Nous avons établi un modèle de glioblastome orthotopique corticale chez la souris pour intravitale microscopie à deux photons qui récapitule les contraintes biophysiques normalement en jeu au cours de la croissance de la tumeur. Une fenêtre en verre chronique remplaçant le crâne au-dessus de la tumeur permet le suivi de la progression de la tumeur au cours du temps par microscopie à deux photons.
Le glioblastome multiforme (GBM) est la forme la plus agressive des tumeurs cérébrales avec aucun des traitements curatifs disponibles à ce jour.
Les modèles murins de cette pathologie reposent sur l'injection d'une suspension de cellules de gliome dans le parenchyme du cerveau suite à une incision de la dure-mère. Alors que les cellules doivent être injectés superficiellement pour être accessible à intravitale microscopie à deux photons, injections superficielles ne parviennent pas à récapituler les conditions physiopathologiques. En effet, s'échappant par le tube d'injection plupart des cellules tumorales parviennent de l'espace extra-dural où ils se détendent anormalement rapide en l'absence de contraintes mécaniques du parenchyme.

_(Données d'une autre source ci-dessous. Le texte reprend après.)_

//! The lazy Artist entity.

use std::sync::Arc;

use cadenza_core::{AlbumCounters, ExtractionError, Genre, PathSegment, Result};

use crate::entity::group::FieldGroup;
use crate::entity::Album;
use crate::extract::{extract_artist_page, extract_discography};
use crate::session::StoreSession;

/// An artist in the store catalog.
///
/// Two field groups: the basic info group (name, genre, website,
/// breadcrumb, selected albums, counters — one artist-view fetch) and the
/// discography (a separate browse fetch). Accessing any field of an
/// unfetched group performs that group's fetch exactly once.
#[derive(Clone)]
pub struct Artist {
    inner: Arc<ArtistInner>,
}

impl std::fmt::Debug for Artist {
    fn fmt(&self, f: &mut std::fmt::Formatter<'_>) -> std::fmt::Result {
        f.debug_struct("Artist")
            .field("id", &self.inner.id)
            .finish_non_exhaustive()
    }
}

struct ArtistInner {
    session: StoreSession,
    id: String,
    prefill_name: Option<String>,
    info: FieldGroup<ArtistInfo>,
    discography: FieldGroup<Vec<Album>>,
}

/// The basic-info field group, populated by one artist-view fetch.
struct ArtistInfo {
    name: String,
    genre: Option<Genre>,
    website: Option<String>,
    path: Vec<PathSegment>,
    selected_albums: Vec<Album>,
    counters: AlbumCounters,
}

impl Artist {
    pub(crate) fn new(session: StoreSession, id: String) -> Self {
        Self::build(session, id, None)
    }

    /// An artist whose name is already known from a parent document; the
    /// name accessor then never triggers a fetch.
    pub(crate) fn with_name(session: StoreSession, id: String, name: String) -> Self {
        Self::build(session, id, Some(name))
    }

    fn build(session: StoreSession, id: String, prefill_name: Option<String>) -> Self {
        Self {
            inner: Arc::new(ArtistInner {
                session,
                id,
                prefill_name,
                info: FieldGroup::new(),
                discography: FieldGroup::new(),
            }),
        }
    }

    /// Store artist id. Always available, never fetched.
    pub fn id(&self) -> &str {
        &self.inner.id
    }

    /// Artist display name.
    pub async fn name(&self) -> Result<String> {
        if let Some(name) = &self.inner.prefill_name {
            return Ok(name.clone());
        }
        Ok(self.info().await?.name.clone())
    }

    /// Primary genre, when the page carried one.
    pub async fn genre(&self) -> Result<Option<Genre>> {
        Ok(self.info().await?.genre.clone())
    }

    /// Outbound website link, when the page shows one.
    pub async fn website(&self) -> Result<Option<String>> {
        Ok(self.info().await?.website.clone())
    }

    /// Breadcrumb path in document order.
    pub async fn path(&self) -> Result<Vec<PathSegment>> {
        Ok(self.info().await?.path.clone())
    }

    /// The best-selling subset of albums shown on the artist page, each
    /// prefilled with title and thumbnail.
    pub async fn selected_albums(&self) -> Result<Vec<Album>> {
        Ok(self.info().await?.selected_albums.clone())
    }

    /// Total number of albums, from the page's pagination label (or the
    /// selected-albums count when the label is absent).
    pub async fn total_albums(&self) -> Result<u32> {
        Ok(self.info().await?.counters.total)
    }

    /// Raw pagination counters for the selected-albums grid.
    pub async fn album_counters(&self) -> Result<AlbumCounters> {
        Ok(self.info().await?.counters)
    }

    /// The full discography, in store order, each album prefilled with its
    /// title. Independent of the basic-info group.
    pub async fn discography(&self) -> Result<Vec<Album>> {
        let inner = &self.inner;
        let albums = inner
            .discography
            .get_or_fetch(|| async {
                let url = inner.session.config().browse_artist_url(&inner.id)?;
                let doc = inner.session.fetch_document(&url).await?;
                Ok(extract_discography(&doc)
                    .into_iter()
                    .map(|summary| Album::from_summary(inner.session.clone(), summary))
                    .collect())
            })
            .await?;
        Ok(albums.as_ref().clone())
    }

    async fn info(&self) -> Result<Arc<ArtistInfo>> {
        let inner = &self.inner;
        inner
            .info
            .get_or_fetch(|| async {
                let url = inner.session.config().view_artist_url(&inner.id)?;
                let doc = inner.session.fetch_document(&url).await?;
                let page = extract_artist_page(&doc);

                let name = page.name.ok_or_else(|| {
                    ExtractionError::missing("Path/PathElement/@displayName")
                })?;
                let selected_albums = page
                    .selected_albums
                    .into_iter()
                    .map(|summary| Album::from_summary(inner.session.clone(), summary))
                    .collect();

                Ok(ArtistInfo {
                    name,
                    genre: page.genre,
                    website: page.website,
                    path: page.path,
                    selected_albums,
                    counters: page.counters,
                })
            })
            .await
    }
}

Nos améliorations consistent non seulement dans l'implantation focalement un sphéroïde de gliome, plutôt que l'injection d'une suspension de cellules de gliome dans les couches superficielles du cortex cérébral, mais aussi dans le colmatage du site d'injection par un dextrane gel hémi-bourrelet réticulé qui est collée à la surrounding parenchyme et scellé dure-mère avec cyanoacrylate. Au total, ces mesures imposent l'expansion physiologique et l'infiltration des cellules tumorales à l'intérieur du parenchyme cérébral. Craniotomie a été finalement fermé par une fenêtre en verre collée sur le crâne pour permettre l'imagerie chronique pendant des semaines en l'absence de développement de tissu cicatriciel.
Profitant d'animaux transgéniques fluorescentes greffées avec des cellules tumorales fluorescentes, nous avons montré que la dynamique des interactions qui se produisent entre les cellules de gliome, les neurones (par exemple souris Thy1-PCP) et vasculaire (mis en évidence par une injection intraveineuse d'un colorant fluorescent) peuvent être visualisés par intravitale microscopie à deux photons au cours de la progression de la maladie.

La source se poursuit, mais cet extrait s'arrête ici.